Task instructions. Transcribe exactly the lines that fall between the one holding "w.write_u16(rr.rdata.record_type().0);" and the one holding "w.patch_u16(len_at, (w.pos - start)", inclusive, from the entries below.

Records shown.
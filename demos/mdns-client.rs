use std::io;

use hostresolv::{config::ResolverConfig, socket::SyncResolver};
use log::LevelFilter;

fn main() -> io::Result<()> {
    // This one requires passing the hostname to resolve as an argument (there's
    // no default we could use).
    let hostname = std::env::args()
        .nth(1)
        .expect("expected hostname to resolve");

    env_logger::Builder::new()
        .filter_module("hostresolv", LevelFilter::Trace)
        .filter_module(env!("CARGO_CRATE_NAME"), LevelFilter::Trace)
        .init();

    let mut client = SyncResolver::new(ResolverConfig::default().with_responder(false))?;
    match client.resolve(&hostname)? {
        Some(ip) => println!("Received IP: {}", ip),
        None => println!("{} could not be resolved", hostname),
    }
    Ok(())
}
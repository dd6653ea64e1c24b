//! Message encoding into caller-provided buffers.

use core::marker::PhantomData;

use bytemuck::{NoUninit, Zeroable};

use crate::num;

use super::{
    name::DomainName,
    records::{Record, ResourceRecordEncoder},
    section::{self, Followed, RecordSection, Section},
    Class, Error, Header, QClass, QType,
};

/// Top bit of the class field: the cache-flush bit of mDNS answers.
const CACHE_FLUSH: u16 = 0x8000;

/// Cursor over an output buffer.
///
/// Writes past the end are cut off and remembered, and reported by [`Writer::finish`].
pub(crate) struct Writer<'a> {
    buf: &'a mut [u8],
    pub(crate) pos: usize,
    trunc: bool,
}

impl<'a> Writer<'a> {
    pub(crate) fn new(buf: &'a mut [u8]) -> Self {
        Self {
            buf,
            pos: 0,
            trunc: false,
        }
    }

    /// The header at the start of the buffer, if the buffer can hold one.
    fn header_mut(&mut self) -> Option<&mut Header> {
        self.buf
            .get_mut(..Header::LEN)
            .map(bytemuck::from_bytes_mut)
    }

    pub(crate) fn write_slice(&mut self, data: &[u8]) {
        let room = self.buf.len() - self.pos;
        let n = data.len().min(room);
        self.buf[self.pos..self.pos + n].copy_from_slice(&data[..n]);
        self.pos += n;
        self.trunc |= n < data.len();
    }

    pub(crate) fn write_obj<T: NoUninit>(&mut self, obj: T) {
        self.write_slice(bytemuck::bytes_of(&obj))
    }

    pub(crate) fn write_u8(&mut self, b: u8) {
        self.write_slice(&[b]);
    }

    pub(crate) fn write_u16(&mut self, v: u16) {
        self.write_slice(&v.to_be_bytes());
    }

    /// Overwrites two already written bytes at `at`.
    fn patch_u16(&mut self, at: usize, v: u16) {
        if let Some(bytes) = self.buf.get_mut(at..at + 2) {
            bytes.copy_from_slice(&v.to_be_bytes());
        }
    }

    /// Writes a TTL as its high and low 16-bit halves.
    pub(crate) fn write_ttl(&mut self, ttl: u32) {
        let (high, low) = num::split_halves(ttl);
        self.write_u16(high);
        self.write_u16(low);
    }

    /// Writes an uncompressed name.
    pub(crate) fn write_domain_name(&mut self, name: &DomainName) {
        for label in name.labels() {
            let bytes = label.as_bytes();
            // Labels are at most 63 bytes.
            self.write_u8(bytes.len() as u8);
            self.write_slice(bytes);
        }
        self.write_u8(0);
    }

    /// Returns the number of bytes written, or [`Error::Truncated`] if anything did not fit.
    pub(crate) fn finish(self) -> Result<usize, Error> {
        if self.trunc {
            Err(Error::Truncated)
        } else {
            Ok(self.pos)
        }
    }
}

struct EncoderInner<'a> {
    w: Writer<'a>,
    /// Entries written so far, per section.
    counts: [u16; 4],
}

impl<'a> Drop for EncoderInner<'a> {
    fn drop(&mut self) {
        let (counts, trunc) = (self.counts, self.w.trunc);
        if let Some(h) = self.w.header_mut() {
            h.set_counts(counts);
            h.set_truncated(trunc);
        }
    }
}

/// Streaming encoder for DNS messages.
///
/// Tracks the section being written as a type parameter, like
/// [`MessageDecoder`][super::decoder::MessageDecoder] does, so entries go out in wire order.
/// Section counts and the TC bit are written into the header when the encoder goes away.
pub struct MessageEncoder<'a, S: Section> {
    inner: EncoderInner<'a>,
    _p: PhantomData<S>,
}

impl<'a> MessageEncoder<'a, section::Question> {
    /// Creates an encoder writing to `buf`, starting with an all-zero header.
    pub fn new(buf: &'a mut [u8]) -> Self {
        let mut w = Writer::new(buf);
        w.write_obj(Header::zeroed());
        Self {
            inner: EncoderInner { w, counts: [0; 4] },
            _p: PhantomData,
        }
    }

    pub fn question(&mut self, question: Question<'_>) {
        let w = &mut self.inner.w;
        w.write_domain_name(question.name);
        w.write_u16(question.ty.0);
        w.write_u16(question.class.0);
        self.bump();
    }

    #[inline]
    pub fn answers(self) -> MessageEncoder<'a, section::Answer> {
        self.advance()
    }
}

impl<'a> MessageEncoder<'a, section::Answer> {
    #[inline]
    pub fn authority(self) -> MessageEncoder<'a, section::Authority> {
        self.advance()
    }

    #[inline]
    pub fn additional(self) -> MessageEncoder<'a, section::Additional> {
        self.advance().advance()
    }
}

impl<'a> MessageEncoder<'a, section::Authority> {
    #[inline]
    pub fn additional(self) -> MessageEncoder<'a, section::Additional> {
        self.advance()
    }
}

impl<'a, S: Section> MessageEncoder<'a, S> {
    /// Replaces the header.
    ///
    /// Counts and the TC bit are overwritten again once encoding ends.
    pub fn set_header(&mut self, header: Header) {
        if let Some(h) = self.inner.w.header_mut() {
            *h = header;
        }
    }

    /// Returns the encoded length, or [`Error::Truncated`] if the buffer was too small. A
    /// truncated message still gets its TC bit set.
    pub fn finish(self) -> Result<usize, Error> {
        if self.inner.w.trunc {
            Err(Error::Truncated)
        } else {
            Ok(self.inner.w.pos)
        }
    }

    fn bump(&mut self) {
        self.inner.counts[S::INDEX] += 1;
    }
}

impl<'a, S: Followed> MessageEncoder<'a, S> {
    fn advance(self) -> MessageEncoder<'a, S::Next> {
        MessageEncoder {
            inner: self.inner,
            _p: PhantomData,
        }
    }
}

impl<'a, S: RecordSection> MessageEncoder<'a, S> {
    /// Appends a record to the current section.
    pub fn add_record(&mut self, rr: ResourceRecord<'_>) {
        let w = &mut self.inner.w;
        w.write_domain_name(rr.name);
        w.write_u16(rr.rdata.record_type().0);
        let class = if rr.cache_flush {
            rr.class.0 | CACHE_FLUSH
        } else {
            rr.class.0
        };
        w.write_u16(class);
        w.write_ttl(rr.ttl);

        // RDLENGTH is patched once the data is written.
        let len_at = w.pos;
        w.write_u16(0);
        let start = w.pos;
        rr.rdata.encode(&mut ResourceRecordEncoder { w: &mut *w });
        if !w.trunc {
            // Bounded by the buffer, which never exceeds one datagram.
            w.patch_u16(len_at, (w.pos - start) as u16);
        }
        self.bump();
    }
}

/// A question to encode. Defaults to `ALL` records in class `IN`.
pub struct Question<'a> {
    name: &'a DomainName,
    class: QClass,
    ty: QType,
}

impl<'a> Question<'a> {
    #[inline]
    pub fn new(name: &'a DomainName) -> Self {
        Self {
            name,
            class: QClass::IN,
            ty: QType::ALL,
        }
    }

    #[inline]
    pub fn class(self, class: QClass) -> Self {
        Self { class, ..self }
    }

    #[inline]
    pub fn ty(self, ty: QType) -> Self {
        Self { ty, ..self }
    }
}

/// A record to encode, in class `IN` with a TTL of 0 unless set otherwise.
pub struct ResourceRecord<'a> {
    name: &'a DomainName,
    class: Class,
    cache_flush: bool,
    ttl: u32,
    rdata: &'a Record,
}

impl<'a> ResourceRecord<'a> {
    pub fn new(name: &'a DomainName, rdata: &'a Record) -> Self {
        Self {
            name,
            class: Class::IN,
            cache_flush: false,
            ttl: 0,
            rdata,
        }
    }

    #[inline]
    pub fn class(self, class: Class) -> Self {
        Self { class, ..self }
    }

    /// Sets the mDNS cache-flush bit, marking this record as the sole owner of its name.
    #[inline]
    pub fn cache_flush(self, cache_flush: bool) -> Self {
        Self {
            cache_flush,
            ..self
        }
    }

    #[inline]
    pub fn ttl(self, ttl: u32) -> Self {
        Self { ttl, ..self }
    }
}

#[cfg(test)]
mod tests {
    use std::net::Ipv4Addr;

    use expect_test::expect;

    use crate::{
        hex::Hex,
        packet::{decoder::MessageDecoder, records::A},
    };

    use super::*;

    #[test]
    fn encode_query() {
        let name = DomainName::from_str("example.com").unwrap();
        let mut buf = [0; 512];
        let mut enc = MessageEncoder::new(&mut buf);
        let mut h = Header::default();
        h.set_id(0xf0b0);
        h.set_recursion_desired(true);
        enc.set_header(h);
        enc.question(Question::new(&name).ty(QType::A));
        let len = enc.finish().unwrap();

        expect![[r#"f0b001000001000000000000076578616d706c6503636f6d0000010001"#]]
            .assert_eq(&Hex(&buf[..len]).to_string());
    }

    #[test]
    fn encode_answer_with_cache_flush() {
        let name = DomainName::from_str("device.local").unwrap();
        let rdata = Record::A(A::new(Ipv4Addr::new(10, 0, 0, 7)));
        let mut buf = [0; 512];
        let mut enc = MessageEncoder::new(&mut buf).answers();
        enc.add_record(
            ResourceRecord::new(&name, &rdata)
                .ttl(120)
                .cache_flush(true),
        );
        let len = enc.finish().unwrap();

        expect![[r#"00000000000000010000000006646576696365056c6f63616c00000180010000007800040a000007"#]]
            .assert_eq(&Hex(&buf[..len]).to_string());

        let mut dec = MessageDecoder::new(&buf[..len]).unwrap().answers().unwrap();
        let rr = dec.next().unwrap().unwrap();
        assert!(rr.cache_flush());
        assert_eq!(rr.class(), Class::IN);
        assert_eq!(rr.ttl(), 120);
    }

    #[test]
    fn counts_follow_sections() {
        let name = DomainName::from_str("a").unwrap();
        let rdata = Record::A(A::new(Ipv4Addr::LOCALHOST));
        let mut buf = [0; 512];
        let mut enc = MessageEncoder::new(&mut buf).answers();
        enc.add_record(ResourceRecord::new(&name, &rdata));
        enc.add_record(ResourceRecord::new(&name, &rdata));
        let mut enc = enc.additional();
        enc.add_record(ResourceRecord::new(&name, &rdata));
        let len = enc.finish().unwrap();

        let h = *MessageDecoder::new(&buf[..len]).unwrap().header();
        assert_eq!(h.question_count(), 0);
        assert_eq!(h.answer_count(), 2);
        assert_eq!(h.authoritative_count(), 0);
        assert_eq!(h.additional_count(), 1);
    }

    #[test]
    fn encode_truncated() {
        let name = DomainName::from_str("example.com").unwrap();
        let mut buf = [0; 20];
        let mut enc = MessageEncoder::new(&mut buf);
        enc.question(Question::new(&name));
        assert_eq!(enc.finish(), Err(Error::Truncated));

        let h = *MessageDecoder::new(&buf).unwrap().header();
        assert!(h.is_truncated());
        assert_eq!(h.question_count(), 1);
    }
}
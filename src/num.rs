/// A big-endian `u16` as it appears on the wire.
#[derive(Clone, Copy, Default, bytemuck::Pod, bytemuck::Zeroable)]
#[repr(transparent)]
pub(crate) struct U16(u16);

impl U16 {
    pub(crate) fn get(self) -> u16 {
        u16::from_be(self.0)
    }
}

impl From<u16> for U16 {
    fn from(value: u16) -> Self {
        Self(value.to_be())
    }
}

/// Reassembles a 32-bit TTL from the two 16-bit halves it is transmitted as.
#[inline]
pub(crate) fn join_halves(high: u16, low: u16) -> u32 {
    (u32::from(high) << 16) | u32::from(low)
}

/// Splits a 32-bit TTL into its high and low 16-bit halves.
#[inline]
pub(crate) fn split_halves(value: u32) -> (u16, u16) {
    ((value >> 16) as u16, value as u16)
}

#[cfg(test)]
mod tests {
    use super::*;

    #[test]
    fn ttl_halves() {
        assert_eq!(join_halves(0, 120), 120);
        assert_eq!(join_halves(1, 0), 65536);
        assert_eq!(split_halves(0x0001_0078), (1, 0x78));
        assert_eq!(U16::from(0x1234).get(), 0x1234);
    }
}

Result.
        w.write_u16(rr.rdata.record_type().0);
        let class = if rr.cache_flush {
            rr.class.0 | CACHE_FLUSH
        } else {
            rr.class.0
        };
        w.write_u16(class);
        w.write_ttl(rr.ttl);

        // RDLENGTH is patched once the data is written.
        let len_at = w.pos;
        w.write_u16(0);
        let start = w.pos;
        rr.rdata.encode(&mut ResourceRecordEncoder { w: &mut *w });
        if !w.trunc {
            // Bounded by the buffer, which never exceeds one datagram.
            w.patch_u16(len_at, (w.pos - start) as u16);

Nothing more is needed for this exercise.